A low hum of construction work is all that spoils the ambiance in Beverly Heights, a quiet Tuscaloosa neighborhood.
Friday, houndstooth bows were tied to every neighborhood mailbox in memoriam.
Some of the memories of that horrific evening of April 27, 2011 will eventually fade. But no one will forget what happened — because Dianne Rumanek won’t allow it.
The Tuscaloosa native owns the home where an EF4 tornado claimed the lives of three college students with north Alabama ties.
They were among the 53 killed in Tuscaloosa when twisters claimed more than 250 lives across the state.
Large-scale memorials are planned throughout Alabama on Friday, but a quiet ceremony was held in remembrance of Danielle Downs, Will Stevens and Loryn Brown at 31 Beverly Heights.
Priceville natives Downs and Stevens were huddled with Brown, the daughter of Ardmore High School football coach Shannon Brown, when the house took a direct hit.
Downs, 24, went to the University of Alabama, Stevens, 22, to Stillman College in Tuscaloosa and Brown, 21, to Shelton State Community College in Tuscaloosa.
Rumanek’s daughter Kelli also lived in the house but was at the library when the storm barreled through.
The four families gathered at the site on Friday.
“I just don’t want this to be forgotten,” said Terri Downs, mother of Danielle Downs.
Three trees on the verge of blooming will serve that purpose. They sit in the front yard of the rebuilt home known to generations of students simply as “The House.” Each family chose the type of tree planted several weeks ago. Stevens’ dogwood sits to the left of the driveway across from Downs’ weeping cherry. Brown’s magnolia sits down the sloping front yard near the house.
Darrell Stevens said they considered a Bradford pear, but a horticulturist talked them out of it.
“It’s real weak,” Darrell Stevens said. “But we want to put something out that’s pretty strong and will remind us of Will.”
The pink blossoms of the weeping cherry have a deep meaning for the Downs family. Danielle Downs was a longtime supporter of breast cancer awareness after her grandmother survived a bout with the disease.
The families drove down in February to help plant the trees. Tied to the limbs of the dogwood is a bracelet the Stevens made to support the scholarship fund created in their son’s memory. A similar bracelet Terri Downs wore for months dangles from Danielle’s weeping cherry.
Nameplates were dedicated at the base of each tree while a friend of Loryn Brown strummed his guitar and performed an original song he wrote for the occasion.
Like so many Tuscaloosa streets, Beverly Heights was an escape from the bustling Alabama campus. But in just seconds, 22 trees were deposited on Rumanek’s house. The shade was gone, but it will return just as the house did.
Construction ended in March and a few young adults now live in the modern three-bedroom home. Special instructions were given to the builders.

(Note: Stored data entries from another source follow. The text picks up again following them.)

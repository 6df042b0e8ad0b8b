//! Stream-level properties of the tokenizer, checked over generated
//! inputs: span monotonicity, totality, determinism, chunking
//! invariance, and position-increment conservation.

#![allow(
    clippy::unwrap_used,
    clippy::cast_possible_truncation,
    reason = "tests"
)]

use kotoba::{SourceError, StrSource, TextSource, TokenKind, Tokenizer};
use proptest::prelude::*;

/// Source yielding a fixed sequence of owned chunks.
struct ChunkSource {
    chunks: Vec<String>,
    next: usize,
}

impl TextSource for ChunkSource {
    fn next_chunk(&mut self) -> Result<Option<&str>, SourceError> {
        let idx = self.next;
        self.next += 1;
        Ok(self.chunks.get(idx).map(String::as_str))
    }
}

fn drain<S: TextSource>(tokenizer: &mut Tokenizer<S>) -> Vec<(String, TokenKind, u32, u32, u32)> {
    let mut out = Vec::new();
    while let Some(token) = tokenizer.advance().unwrap() {
        out.push((
            token.text.to_owned(),
            token.kind,
            token.span.start,
            token.span.end,
            token.position_increment,
        ));
    }
    out
}

fn tokens_of(text: &str) -> Vec<(String, TokenKind, u32, u32, u32)> {
    let mut tokenizer = Tokenizer::new();
    tokenizer.reset(StrSource::new(text));
    drain(&mut tokenizer)
}

/// Split `text` into chunks at the given char-index fractions.
fn chunks_at(text: &str, cuts: &[prop::sample::Index]) -> Vec<String> {
    let boundaries: Vec<usize> = text.char_indices().map(|(i, _)| i).collect();
    if boundaries.is_empty() {
        return vec![text.to_owned()];
    }
    let mut offsets: Vec<usize> = cuts.iter().map(|c| boundaries[c.index(boundaries.len())]).collect();
    offsets.sort_unstable();
    offsets.dedup();
    let mut chunks = Vec::new();
    let mut prev = 0;
    for off in offsets {
        chunks.push(text[prev..off].to_owned());
        prev = off;
    }
    chunks.push(text[prev..].to_owned());
    chunks
}

proptest! {
    /// Emitted spans are strictly increasing and non-overlapping, each
    /// token is non-empty, and the final offset is the input length.
    #[test]
    fn spans_are_monotonic_and_finish_is_total(text in "\\PC{0,80}") {
        let mut tokenizer = Tokenizer::new();
        tokenizer.reset(StrSource::new(&text));
        let mut prev_end = 0u32;
        while let Some(token) = tokenizer.advance().unwrap() {
            prop_assert!(token.span.start >= prev_end);
            prop_assert!(token.span.end > token.span.start);
            prop_assert!(token.position_increment >= 1);
            prop_assert!(!token.text.is_empty());
            prev_end = token.span.end;
        }
        prop_assert_eq!(tokenizer.finish(), text.chars().count() as u32);
    }

    /// Identical input and configuration produce an identical stream.
    #[test]
    fn stream_is_deterministic(text in "\\PC{0,80}") {
        prop_assert_eq!(tokens_of(&text), tokens_of(&text));
    }

    /// Chunk boundaries never influence the token stream.
    #[test]
    fn chunking_is_invariant(
        text in "\\PC{0,80}",
        cuts in prop::collection::vec(any::<prop::sample::Index>(), 0..4),
    ) {
        let whole = tokens_of(&text);
        let mut tokenizer = Tokenizer::new();
        tokenizer.reset(ChunkSource { chunks: chunks_at(&text, &cuts), next: 0 });
        prop_assert_eq!(drain(&mut tokenizer), whole);
    }

    /// Over a stream of plain words, the sum of `position_increment - 1`
    /// equals the number of overlong words dropped before each emission.
    #[test]
    fn increments_account_for_dropped_words(
        words in prop::collection::vec("[a-z]{1,6}", 0..12),
    ) {
        const MAX: u32 = 3;
        let text = words.join(" ");
        let mut expected = Vec::new();
        let mut pending = 0u32;
        for word in &words {
            if word.chars().count() as u32 > MAX {
                pending += 1;
            } else {
                expected.push((word.clone(), 1 + pending));
                pending = 0;
            }
        }
        let mut tokenizer = Tokenizer::new();
        tokenizer.set_max_token_len(MAX);
        tokenizer.reset(StrSource::new(&text));
        let got: Vec<(String, u32)> = drain(&mut tokenizer)
            .into_iter()
            .map(|(text, _, _, _, inc)| (text, inc))
            .collect();
        prop_assert_eq!(got, expected);
    }
}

“I told them, don’t try to take shortcuts,” Dianne Rumanek said. “It just has to be nice. The crews Googled the kids and once they found out what happened, they kept it clean as can be. I think on Danielle’s birthday, someone left balloons and it just choked them up.
“This is forever. This is where the friends and family are going to come. We have to take care of it.”
FEMA workers also pitched in. They quickly removed debris and roped off a makeshift memorial erected for the three students. The new residents take turns watering the memorial trees.